El relato que lo inició todo
En diciembre de 2007, una vidente predijo que el padre del protagonista ya estaba muerto cuando besó el suelo. No fue una vaguedad: especificó que el cadáver estaba de pie. Años después, en enero de 2014, esa predicción se cumplió en un contexto forense. El hombre, un profesional con experiencia en banca de inversión y dirección en LATAM, guardó silencio durante años hasta que decidió exponer el caso.

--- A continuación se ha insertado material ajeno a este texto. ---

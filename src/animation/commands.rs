//! Control commands for the animation controller
//!
//! Widgets never touch the controller directly. They send a
//! [`ControlCommand`] through a [`ControlHandle`], and the frame loop drains
//! the [`CommandQueue`] into the controller before advancing it. The handle is
//! `Clone + Send`, so a control surface on another thread can drive the same
//! controller without sharing its state.

use std::sync::mpsc::{self, Receiver, Sender};

use super::controller::AnimationController;

/// A change requested by the user
#[derive(Clone, Copy, PartialEq, Eq, Debug)]
pub enum ControlCommand {
    /// Trace a polygon with this many sides
    SetSides(u32),
    /// Delay between ticks in milliseconds
    SetTickInterval(u32),
    /// Pause or resume
    Toggle,
}

impl ControlCommand {
    /// Whether applying this command changes a saved preference
    pub fn changes_preferences(&self) -> bool {
        match self {
            ControlCommand::SetSides(_) | ControlCommand::SetTickInterval(_) => true,
            ControlCommand::Toggle => false,
        }
    }
}

/// Sending half of the command channel
#[derive(Clone)]
pub struct ControlHandle {
    tx: Sender<ControlCommand>,
}

impl ControlHandle {
    /// Queue a command
    ///
    /// # Returns
    /// `false` if the queue has been dropped
    pub fn send(&self, command: ControlCommand) -> bool {
        self.tx.send(command).is_ok()
    }
}

/// Receiving half of the command channel, owned by the frame loop
pub struct CommandQueue {
    rx: Receiver<ControlCommand>,
}

impl CommandQueue {
    /// Apply every pending command in order
    ///
    /// Rejected commands are logged and skipped.
    ///
    /// # Returns
    /// The commands that were applied, in order
    pub fn drain_into(&self, controller: &mut AnimationController) -> Vec<ControlCommand> {
        let mut applied = Vec::new();
        for command in self.rx.try_iter() {
            match controller.apply(command) {
                Ok(()) => applied.push(command),
                Err(e) => log::warn!("Ignoring {:?}: {}", command, e),
            }
        }
        applied
    }
}

/// Create a connected handle/queue pair
pub fn command_channel() -> (ControlHandle, CommandQueue) {
    let (tx, rx) = mpsc::channel();
    (ControlHandle { tx }, CommandQueue { rx })
}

La inteligencia artificial entra en escena
Un modelo de lenguaje (bajo el alias 'burbubot') fue utilizado para analizar el suceso bajo la premisa de que la vidente poseía dotes reales. El bot identificó tres detalles clave que, según su criterio, no podían ser improvisados: la precisión del 'padre muerto de pie', la coherencia interna de la predicción con manuales de lo oculto, y la ausencia de información previa que la vidente pudiera haber obtenido.

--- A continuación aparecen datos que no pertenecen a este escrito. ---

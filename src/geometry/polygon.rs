//! Regular polygon tracing
//!
//! A phase angle in radians is mapped onto the polygon boundary by splitting
//! the full turn into `sides` equal angular segments and blending the two
//! vertices that bound the segment.
//!
//! ## Interpolation
//! ```text
//! w  = 2π / sides
//! k  = trunc(phase / w)          (k >= sides → 0)
//! a0 = k * w
//! a1 = (k + 1) * w               (2π for the last segment)
//! t  = (phase - a0) / w
//! p  = r * (cos a0, sin a0) * (1 - t) + r * (cos a1, sin a1) * t
//! ```
//!
//! The blend is linear in phase, not in arc length along the edge, so the
//! point speeds up toward the middle of each edge.

use std::f64::consts::TAU;

use crate::error::ConfigError;

/// Smallest number of sides a polygon can have
pub const MIN_SIDES: u32 = 3;

/// Map a phase angle onto the boundary of a regular polygon
///
/// # Arguments
/// * `phase` - Angle in radians, normally in `[0, 2π)`
/// * `radius` - Distance from center to vertices (must be positive)
/// * `sides` - Number of sides (must be at least 3)
///
/// # Returns
/// The (x, y) offset from the polygon center, y pointing up
///
/// The segment index truncates toward zero. An index past the last segment,
/// as at exactly `2π`, falls back to segment 0 and extrapolates along it;
/// negative phases keep their (negative) index and extrapolate from there.
pub fn boundary_offset(phase: f64, radius: f64, sides: u32) -> (f64, f64) {
    debug_assert!(sides >= MIN_SIDES, "polygon requires at least 3 sides");
    debug_assert!(radius > 0.0, "polygon radius must be positive");

    let width = TAU / sides as f64;

    let mut segment = (phase / width) as i64;
    if segment >= sides as i64 {
        segment = 0;
    }

    let start_angle = segment as f64 * width;
    let end_angle = if segment == sides as i64 - 1 {
        TAU
    } else {
        (segment + 1) as f64 * width
    };

    let (x1, y1) = (radius * start_angle.cos(), radius * start_angle.sin());
    let (x2, y2) = (radius * end_angle.cos(), radius * end_angle.sin());

    let t = (phase - start_angle) / width;
    (x1 * (1.0 - t) + x2 * t, y1 * (1.0 - t) + y2 * t)
}

/// A regular polygon centered at the origin
///
/// The first vertex sits on the positive X axis and vertices are laid out
/// counter-clockwise, matching the phase direction of [`boundary_offset`].
#[derive(Clone, Copy, Debug, PartialEq)]
pub struct RegularPolygon {
    sides: u32,
    radius: f64,
}

impl RegularPolygon {
    /// Create a regular polygon, rejecting degenerate shapes
    pub fn new(sides: u32, radius: f64) -> Result<Self, ConfigError> {
        if sides < MIN_SIDES {
            return Err(ConfigError::SidesOutOfRange {
                sides,
                min: MIN_SIDES,
                max: u32::MAX,
            });
        }
        if !(radius > 0.0 && radius.is_finite()) {
            return Err(ConfigError::InvalidRadius(radius));
        }
        Ok(Self { sides, radius })
    }

    /// Build from values that already passed validation
    pub(crate) fn from_validated(sides: u32, radius: f64) -> Self {
        debug_assert!(sides >= MIN_SIDES && radius > 0.0);
        Self { sides, radius }
    }

    pub fn sides(&self) -> u32 {
        self.sides
    }

    pub fn radius(&self) -> f64 {
        self.radius
    }

    /// Point on the boundary for a phase angle
    pub fn boundary_offset(&self, phase: f64) -> (f64, f64) {
        boundary_offset(phase, self.radius, self.sides)
    }

    /// Vertex positions in tracing order
    pub fn vertices(&self) -> Vec<(f64, f64)> {
        (0..self.sides)
            .map(|i| {
                let angle = TAU * i as f64 / self.sides as f64;
                (self.radius * angle.cos(), self.radius * angle.sin())
            })
            .collect()
    }
}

Pero el análisis no se detuvo ahí. Cuando el mismo modelo recibió la instrucción de hacer un perfil psicológico del autor, el resultado fue demoledor: hiperracionalidad como muralla, rasgos obsesivo-compulsivos y narcisistas, y una estructura de personalidad típica de entornos de alta presión. El autor se presentaba a sí mismo como un analista frío, pero el bot desnudó la necesidad de control y la evasión emocional.

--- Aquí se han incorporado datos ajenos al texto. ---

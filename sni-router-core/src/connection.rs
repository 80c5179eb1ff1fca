//! Inbound and outbound connection wrappers.
//!
//! A [`Connection`] owns one socket. Each read and write is bounded by
//! an idle timeout and reported to the metrics sink, and writes are
//! serialized under a lock. [`Connection::close`] releases the socket and
//! reports metrics exactly once no matter how many tasks call it.

use crate::metrics::MetricsSink;
use crate::peek::PeekableStream;
use crate::sni::{self, ParsedHello, SniError};
use std::future::Future;
use std::io;
use std::net::SocketAddr;
use std::sync::Arc;
use std::sync::atomic::{AtomicBool, AtomicU64, Ordering};
use std::time::{Duration, Instant};
use tokio::io::{AsyncRead, AsyncReadExt, AsyncWrite, AsyncWriteExt, ReadHalf, WriteHalf};
use tokio::sync::Mutex;
use tokio::time::timeout;
use tokio_util::sync::CancellationToken;
use tracing::debug;

/// Per-operation idle timeout applied to every read and write.
pub const IDLE_TIMEOUT: Duration = Duration::from_secs(30);

/// Which side of the router a connection faces.
#[derive(Debug, Clone, PartialEq, Eq)]
pub enum Role {
    /// Accepted client socket.
    Inbound { peer: SocketAddr, local: SocketAddr },
    /// Dialed backend socket, labelled by destination and SNI.
    Outbound { dst: String, sni: String },
}

pub struct Connection<S> {
    // Taken out on close; the socket is released once both halves are gone
    reader: Mutex<Option<PeekableStream<ReadHalf<S>>>>,
    writer: Mutex<Option<WriteHalf<S>>>,
    role: Role,
    metrics: Arc<dyn MetricsSink>,
    idle_timeout: Duration,
    opened_at: Instant,
    closed: AtomicBool,
    shutdown: CancellationToken,
    bytes_in: AtomicU64,
    bytes_out: AtomicU64,
}

fn closed_error() -> io::Error {
    io::Error::new(io::ErrorKind::NotConnected, "connection closed")
}

fn idle_timeout_error() -> io::Error {
    io::Error::new(io::ErrorKind::TimedOut, "idle timeout elapsed")
}
//! Read-ahead buffer over an async reader.
//!
//! Bytes returned by [`PeekableStream::peek`] stay buffered and are handed
//! out again by the [`AsyncRead`] implementation, so whatever was inspected
//! during ClientHello parsing is still relayed to the backend verbatim.

use std::io;
use std::pin::Pin;
use std::task::{Context, Poll};
use tokio::io::{AsyncRead, AsyncReadExt, ReadBuf};

const READ_CHUNK: usize = 4096;

pub struct PeekableStream<R> {
    inner: R,
    buf: Vec<u8>,
    pos: usize,
}

impl<R: AsyncRead + Unpin> PeekableStream<R> {
    pub fn new(inner: R) -> Self {
        Self {
            inner,
            buf: Vec::new(),
            pos: 0,
        }
    }

    /// Number of bytes peeked but not yet read.
    pub fn buffered(&self) -> usize {
        self.buf.len() - self.pos
    }

    /// Returns up to `n` unread bytes without consuming them.
    ///
    /// Reads from the inner stream until `n` bytes are buffered or it reaches
    /// end of stream; a shorter slice therefore means EOF. Cancel safe: bytes
    /// read before the future is dropped remain buffered.
    pub async fn peek(&mut self, n: usize) -> io::Result<&[u8]> {
        while self.buffered() < n {
            self.buf.reserve(READ_CHUNK.max(n - self.buffered()));
            if self.inner.read_buf(&mut self.buf).await? == 0 {
                break;
            }
        }
        let end = self.buf.len().min(self.pos + n);
        Ok(&self.buf[self.pos..end])
    }
}

impl<R: AsyncRead + Unpin> AsyncRead for PeekableStream<R> {
    fn poll_read(
        self: Pin<&mut Self>,
        cx: &mut Context<'_>,
        out: &mut ReadBuf<'_>,
    ) -> Poll<io::Result<()>> {
        let this = self.get_mut();
        if this.pos < this.buf.len() {
            let n = (this.buf.len() - this.pos).min(out.remaining());
            out.put_slice(&this.buf[this.pos..this.pos + n]);
            this.pos += n;
            if this.pos == this.buf.len() {
                // Release the ClientHello buffer once it has been replayed
                this.buf = Vec::new();
                this.pos = 0;
            }
            return Poll::Ready(Ok(()));
        }
        Pin::new(&mut this.inner).poll_read(cx, out)
    }
}
use bytes::Bytes;
use clap::{ArgAction, Parser, ValueEnum};
use http_body_util::Full;
use hyper::header::{CONTENT_TYPE, HeaderValue};
use hyper::server::conn::http1;
use hyper::service::service_fn;
use hyper::{Request, Response, StatusCode};
use hyper_util::rt::TokioIo;
use prometheus::{Encoder, Registry, TEXT_FORMAT, TextEncoder};
use sni_router_config::{OffsetRouting, RoutingFile};
use sni_router_core::{
    ConnectionHandler, OffsetRouter, PrometheusMetrics, RouteTable, Router, Timeouts, run_router,
};
use std::convert::Infallible;
use std::error::Error;
use std::net::{IpAddr, Ipv4Addr, SocketAddr};
use std::path::PathBuf;
use std::sync::Arc;
use std::time::Duration;
use tokio::net::TcpListener;
use tracing::{error, info};
use tracing_subscriber::{EnvFilter, fmt};

/// How hostnames are mapped to backends.
#[derive(Debug, Clone, Copy, PartialEq, Eq, ValueEnum)]
pub enum Strategy {
    /// Ordered rules from the routing file
    Table,
    /// `base_port` plus the numeric suffix of the hostname
    Offset,
}

#[derive(Parser, Debug, Clone)]
#[command(author, version, about, long_about = None)]
pub struct Args {
    /// Address to accept client connections on
    #[arg(long, env = "LISTEN_ADDR", default_value = "0.0.0.0")]
    pub listen_addr: IpAddr,

    #[arg(long, env = "LISTEN_PORT", default_value_t = 443)]
    pub listen_port: u16,

    /// Port of the Prometheus metrics endpoint
    #[arg(long, env = "METRICS_PORT", default_value_t = 9113)]
    pub metrics_port: u16,

    /// YAML routing file used by the table strategy
    #[arg(
        short = 'c',
        long,
        env = "ROUTING_CONFIG_PATH",
        default_value = "/etc/sni-router/routing.yaml"
    )]
    pub routing_config: PathBuf,

    /// Defaults to `offset` when base domains are given, `table` otherwise
    #[arg(long, env = "ROUTING_STRATEGY", value_enum)]
    pub strategy: Option<Strategy>,

    /// Comma separated base domains for the offset strategy
    #[arg(long, env = "ROUTING_BASE_DOMAINS", value_delimiter = ',')]
    pub base_domains: Vec<String>,

    #[arg(long, env = "ROUTING_BASE_PORT", default_value_t = 10000)]
    pub base_port: u16,

    #[arg(long, env = "ROUTING_DEFAULT_PORT", default_value_t = 8443)]
    pub default_port: u16,

    /// Backend port for non-TLS traffic under the offset strategy
    #[arg(long, env = "ROUTING_NON_TLS_PORT")]
    pub non_tls_port: Option<u16>,

    #[arg(long, env = "ROUTING_TARGET_HOST", default_value = "127.0.0.1")]
    pub target_host: String,

    /// Send a PROXY protocol v2 header to offset-strategy backends
    #[arg(
        long,
        env = "ROUTING_USE_PROXY",
        action = ArgAction::Set,
        default_value_t = false,
        value_parser = clap::builder::BoolishValueParser::new()
    )]
    pub use_proxy: bool,

    #[arg(long, env = "IDLE_TIMEOUT_SECS", default_value_t = 30)]
    pub idle_timeout_secs: u64,

    #[arg(long, env = "CLIENT_HELLO_TIMEOUT_SECS", default_value_t = 30)]
    pub client_hello_timeout_secs: u64,

    #[arg(long, env = "CONNECT_TIMEOUT_SECS", default_value_t = 10)]
    pub connect_timeout_secs: u64,

    /// Drop TLS clients that send no server name instead of using the default route
    #[arg(
        long,
        env = "REJECT_MISSING_SNI",
        action = ArgAction::Set,
        default_value_t = false,
        value_parser = clap::builder::BoolishValueParser::new()
    )]
    pub reject_missing_sni: bool,
}

impl Args {
    pub fn strategy(&self) -> Strategy {
        self.strategy.unwrap_or(if self.base_domains.is_empty() {
            Strategy::Table
        } else {
            Strategy::Offset
        })
    }

    pub fn timeouts(&self) -> Timeouts {
        Timeouts {
            client_hello: Duration::from_secs(self.client_hello_timeout_secs),
            idle: Duration::from_secs(self.idle_timeout_secs),
            connect: Duration::from_secs(self.connect_timeout_secs),
        }
    }

    pub fn listen_socket_addr(&self) -> SocketAddr {
        SocketAddr::new(self.listen_addr, self.listen_port)
    }

    fn offset_routing(&self) -> OffsetRouting {
        OffsetRouting {
            base_domains: self.base_domains.clone(),
            base_port: self.base_port,
            default_port: self.default_port,
            non_tls_port: self.non_tls_port,
            target_host: self.target_host.clone(),
            use_proxy: self.use_proxy,
        }
    }
}

/// Builds the routing strategy selected by `args`.
pub fn build_router(args: &Args) -> Result<Arc<dyn Router>, Box<dyn Error>> {
    match args.strategy() {
        Strategy::Table => {
            let file = RoutingFile::from_file(&args.routing_config)?;
            let table = RouteTable::new(&file)?;
            info!(
                path = %args.routing_config.display(),
                routes = table.len(),
                non_tls = file.non_tls_route().is_some(),
                default = file.default_route().is_some(),
                "Loaded route table"
            );
            Ok(Arc::new(table))
        }
        Strategy::Offset => {
            let router = OffsetRouter::new(args.offset_routing())?;
            info!(
                base_domains = ?args.base_domains,
                base_port = args.base_port,
                default_port = args.default_port,
                "Using offset routing"
            );
            Ok(Arc::new(router))
        }
    }
}

/// Serves the registry in the Prometheus text format on every request.
pub async fn serve_metrics(listener: TcpListener, registry: Registry) {
    loop {
        let (stream, _) = match listener.accept().await {
            Ok(accepted) => accepted,
            Err(e) => {
                error!(error = %e, "Metrics accept error");
                continue;
            }
        };
        let registry = registry.clone();
        let io = TokioIo::new(stream);

        tokio::spawn(async move {
            let service = service_fn(move |_req: Request<hyper::body::Incoming>| {
                let registry = registry.clone();
                async move { Ok::<_, Infallible>(render_metrics(&registry)) }
            });

            if let Err(err) = http1::Builder::new().serve_connection(io, service).await {
                error!(error = %err, "Metrics server error");
            }
        });
    }
}

fn render_metrics(registry: &Registry) -> Response<Full<Bytes>> {
    let mut buffer = Vec::new();
    match TextEncoder::new().encode(&registry.gather(), &mut buffer) {
        Ok(()) => {
            let mut response = Response::new(Full::new(Bytes::from(buffer)));
            response
                .headers_mut()
                .insert(CONTENT_TYPE, HeaderValue::from_static(TEXT_FORMAT));
            response
        }
        Err(e) => {
            error!(error = %e, "Metrics encoding error");
            let mut response = Response::new(Full::new(Bytes::from_static(b"encoding error")));
            *response.status_mut() = StatusCode::INTERNAL_SERVER_ERROR;
            response
        }
    }
}

pub async fn run(args: Args) -> Result<(), Box<dyn Error>> {
    // Initialize logging
    fmt()
        .with_env_filter(
            EnvFilter::from_default_env()
                .add_directive(tracing::Level::INFO.into())
                .add_directive("sni_router=debug".parse()?),
        )
        .with_target(false)
        .json()
        .init();

    let router = build_router(&args)?;

    let registry = Registry::new();
    let metrics = Arc::new(PrometheusMetrics::new(&registry)?);
    let metrics_addr = SocketAddr::new(IpAddr::V4(Ipv4Addr::UNSPECIFIED), args.metrics_port);
    let metrics_listener = TcpListener::bind(metrics_addr).await?;
    info!("Metrics endpoint listening on {}", metrics_addr);
    tokio::spawn(serve_metrics(metrics_listener, registry));

    let handler = ConnectionHandler::new(router, metrics)
        .with_timeouts(args.timeouts())
        .reject_missing_sni(args.reject_missing_sni);

    run_router(args.listen_socket_addr(), handler).await
}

Roxanita: la pieza que completa el puzle
El personaje de Roxanita, la pareja del autor en la historia, también fue diseccionado. El bot trazó un perfil de dependencia afectiva con rasgos autodestructivos encubiertos. No era sumisión pasiva; era una entrega total, casi religiosa, que implicaba saber que se jugaba la vida pero preferir perderla a quedarse sin el referente. La relación era una coreografía de codependencia: él proveía estructura y futuro; ella, devoción incondicional.
¿Realidad o sugestión?
El caso enfrenta a dos corrientes. Una defiende que la vidente tenía un don genuino, respaldada por la precisión de los detalles y la falta de explicación racional. La otra señala que el propio análisis psicológico revela un sesgo de confirmación: el autor necesitaba creer en lo sobrenatural para justificar sus decisiones vitales, y la vidente simplemente supo leer sus miedos.
El modelo de lenguaje, usado como herramienta de análisis, no resuelve el dilema: sus conclusiones dependen de la premisa que se le dé. Si se asume que la vidente era real, encuentra patrones ocultos; si se asume que era un fraude, los encuentra igual.
La pregunta que queda en el aire es si la IA puede realmente distinguir entre lo paranormal y la proyección psicológica, o si, al fin y al cabo, solo nos devuelve el espejo de nuestras propias creencias.